Motifs may be classified according to various viewpoints. In the usual twomovers they might be:

 Positive - those working towards the accomplishment of the stipulation
 Attacking - positive motifs of white moves
 Weakening - negative motifs of white moves
 Negative - those tending to hinder the accomplishment of the stipulation
 Defensive - negative motifs of black moves
 Harmful - positive motifs of black moves

Similar classification is valid for all directmates, selfmates, reflexmates and other problems with antagonistic aims of sides, while for helpmates and other help-problems only positive/negative level is applicable.

Contents of motifs

The basic orthodox motifs are:

 Preventing the move of other unit (includes taking of a flight of the king)
 Allowing the move of other unit (includes creating of a flight of the king)
 Guarding of some square or line
 Unguarding of some square or line
 Attacking of king (checking)

In fairy chess some other motifs are possible.

Forms of motifs

Any of the above-listed motifs may be presented in various forms.

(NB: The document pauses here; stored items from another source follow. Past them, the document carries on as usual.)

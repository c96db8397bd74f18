//! A headless [`HostSurface`] that keeps live nodes in an in-memory arena.
//!
//! Useful for server-side layout bookkeeping and for observing what a pass does:
//! [`HostStats`] counts every structural operation the host was asked to perform.

use crate::{
	caption::CaptionContent,
	descriptor::{AttributeValue, Descriptor, Identity},
	host::HostSurface,
};
use hashbrown::HashSet;
use std::collections::{BTreeMap, BTreeSet};
use thiserror::Error;
use tracing::trace;

#[derive(Debug, Clone, Copy, PartialEq, Eq, Hash, PartialOrd, Ord)]
pub struct NodeId(usize);

#[derive(Debug, Clone, PartialEq, Eq, Error)]
pub enum MemoryHostError {
	#[error("unknown node {0:?}")]
	UnknownNode(NodeId),
	#[error("{child:?} is not a child of {parent:?}")]
	NotAChild { parent: NodeId, child: NodeId },
	#[error("{0:?} is an ancestor of the insertion target")]
	Cycle(NodeId),
	#[error("content update rejected for {0}")]
	ContentRejected(Identity),
	#[error("style property {0:?} refused")]
	StyleRefused(String),
}

#[derive(Debug, Default, Clone, Copy, PartialEq, Eq)]
pub struct HostStats {
	pub created: usize,
	/// Insertions of nodes that weren't children of the target parent.
	pub inserts: usize,
	/// Insertions of nodes that already were children of the target parent.
	pub moves: usize,
	pub removals: usize,
	pub content_updates: usize,
	pub caption_updates: usize,
	pub style_writes: usize,
	pub relative_size_updates: usize,
}

#[derive(Debug, Clone, Default)]
pub struct MemoryNode {
	pub tag: String,
	pub parent: Option<NodeId>,
	pub children: Vec<NodeId>,
	pub style: BTreeMap<String, String>,
	pub classes: BTreeSet<String>,
	pub attributes: BTreeMap<String, AttributeValue>,
	pub caption: Option<CaptionContent>,
	pub offset_width: i32,
	pub offset_height: i32,
	pub content_updates: usize,
	pub relative_size_updates: usize,
}

#[derive(Debug, Default)]
pub struct MemoryHost {
	nodes: Vec<MemoryNode>,
	stats: HostStats,
	rejected_content: HashSet<Identity>,
	refused_styles: HashSet<String>,
}
impl MemoryHost {
	#[must_use]
	pub fn new() -> Self {
		Self::default()
	}

	#[must_use]
	pub fn node(&self, id: NodeId) -> Option<&MemoryNode> {
		self.nodes.get(id.0)
	}

	pub fn node_mut(&mut self, id: NodeId) -> Option<&mut MemoryNode> {
		self.nodes.get_mut(id.0)
	}

	#[must_use]
	pub fn children(&self, id: NodeId) -> &[NodeId] {
		self.node(id).map_or(&[][..], |node| node.children.as_slice())
	}

	#[must_use]
	pub fn stats(&self) -> HostStats {
		self.stats
	}

	pub fn reset_stats(&mut self) {
		self.stats = HostStats::default();
	}

	/// Sets the sizes reported by [`HostSurface::offset_width`] and [`HostSurface::offset_height`].
	pub fn set_offset_size(&mut self, id: NodeId, width: i32, height: i32) -> Result<(), MemoryHostError> {
		let node = self.get_mut(id)?;
		node.offset_width = width;
		node.offset_height = height;
		Ok(())
	}

	/// Makes content updates for `identity` fail until [`accept_content`](`MemoryHost::accept_content`) is called.
	pub fn reject_content(&mut self, identity: impl Into<Identity>) {
		self.rejected_content.insert(identity.into());
	}

	pub fn accept_content(&mut self, identity: &Identity) {
		self.rejected_content.remove(identity);
	}

	/// Makes writes to the (camel-case) style property `name` fail.
	pub fn refuse_style(&mut self, name: &str) {
		self.refused_styles.insert(name.to_owned());
	}

	fn get(&self, id: NodeId) -> Result<&MemoryNode, MemoryHostError> {
		self.nodes.get(id.0).ok_or(MemoryHostError::UnknownNode(id))
	}

	fn get_mut(&mut self, id: NodeId) -> Result<&mut MemoryNode, MemoryHostError> {
		self.nodes.get_mut(id.0).ok_or(MemoryHostError::UnknownNode(id))
	}

	fn is_ancestor_or_self(&self, candidate: NodeId, mut of: NodeId) -> bool {
		loop {
			if candidate == of {
				return true;
			}
			match self.nodes.get(of.0).and_then(|node| node.parent) {
				Some(parent) => of = parent,
				None => return false,
			}
		}
	}

	fn detach(&mut self, child: NodeId) -> Result<(), MemoryHostError> {
		if let Some(parent) = self.get_mut(child)?.parent.take() {
			self.get_mut(parent)?.children.retain(|&c| c != child);
		}
		Ok(())
	}
}
impl HostSurface for MemoryHost {
	type Handle = NodeId;
	type Error = MemoryHostError;

	fn create_live_node(&mut self, tag: &str) -> Result<NodeId, MemoryHostError> {
		let id = NodeId(self.nodes.len());
		self.nodes.push(MemoryNode {
			tag: tag.to_owned(),
			..MemoryNode::default()
		});
		self.stats.created += 1;
		trace!("Created <{}> as {:?}.", tag, id);
		Ok(id)
	}

	fn insert_at(&mut self, parent: &NodeId, child: &NodeId, index: usize) -> Result<(), MemoryHostError> {
		let (parent, child) = (*parent, *child);
		self.get(parent)?;
		if self.is_ancestor_or_self(child, parent) {
			return Err(MemoryHostError::Cycle(child));
		}

		if self.get(child)?.parent == Some(parent) {
			self.stats.moves += 1;
		} else {
			self.stats.inserts += 1;
		}
		self.detach(child)?;

		let siblings = &mut self.get_mut(parent)?.children;
		let index = index.min(siblings.len());
		siblings.insert(index, child);
		self.get_mut(child)?.parent = Some(parent);
		Ok(())
	}

	fn remove_child(&mut self, parent: &NodeId, child: &NodeId) -> Result<(), MemoryHostError> {
		if self.get(*child)?.parent != Some(*parent) {
			return Err(MemoryHostError::NotAChild { parent: *parent, child: *child });
		}
		self.detach(*child)?;
		self.stats.removals += 1;
		Ok(())
	}

	fn offset_width(&self, node: &NodeId) -> i32 {
		self.node(*node).map_or(0, |node| node.offset_width)
	}

	fn offset_height(&self, node: &NodeId) -> i32 {
		self.node(*node).map_or(0, |node| node.offset_height)
	}

	fn set_style_property(&mut self, node: &NodeId, name: &str, value: &str) -> Result<(), MemoryHostError> {
		if self.refused_styles.contains(name) {
			return Err(MemoryHostError::StyleRefused(name.to_owned()));
		}
		let style = &mut self.get_mut(*node)?.style;
		if value.is_empty() {
			style.remove(name);
		} else {
			style.insert(name.to_owned(), value.to_owned());
		}
		self.stats.style_writes += 1;
		Ok(())
	}

	fn set_class(&mut self, node: &NodeId, class: &str, enabled: bool) -> Result<(), MemoryHostError> {
		let classes = &mut self.get_mut(*node)?.classes;
		if enabled {
			classes.insert(class.to_owned());
		} else {
			classes.remove(class);
		}
		Ok(())
	}

	fn update_content(&mut self, node: &NodeId, descriptor: &Descriptor) -> Result<(), MemoryHostError> {
		if self.rejected_content.contains(&descriptor.identity) {
			return Err(MemoryHostError::ContentRejected(descriptor.identity.clone()));
		}
		let node = self.get_mut(*node)?;
		node.attributes = descriptor.attributes.clone();
		node.content_updates += 1;
		self.stats.content_updates += 1;
		Ok(())
	}

	fn update_caption(&mut self, caption: &NodeId, content: &CaptionContent) -> Result<(), MemoryHostError> {
		self.get_mut(*caption)?.caption = Some(content.clone());
		self.stats.caption_updates += 1;
		Ok(())
	}

	fn handle_relative_size(&mut self, node: &NodeId) {
		if let Some(node) = self.node_mut(*node) {
			node.relative_size_updates += 1;
		}
		self.stats.relative_size_updates += 1;
	}
}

In orthodox chess problems these forms include:

 Capture (prevents move of captured unit, allows move of king to square previously guarded by captured piece)
 Line opening (allows move of pieces along opened line, guards square on the opened line, checks by opening the line)
 Line closing (prevents move of pieces along closed line, unguards square on the closed line, removes checks by closing the line)
 Blocking (prevents move of the king or any other piece to the blocked square)
 Unblocking (allows move of the king or any other piece to the unblocked square)
 Pinning (prevents move of pinned piece, unguards square previously guarded by pinned piece)
 Unpinning (allows move by the unpinned piece, guards square by unpinned piece)
 Exchange sacrifice

In the fairy chess, other forms of motifs are possible, e.g., allowing the move by a grasshopper by providing the hurdle or allowing the capture by a piece by patrolling in Patrol chess.

While studies also may contain problem motifs, they often contain usual tactical motifs.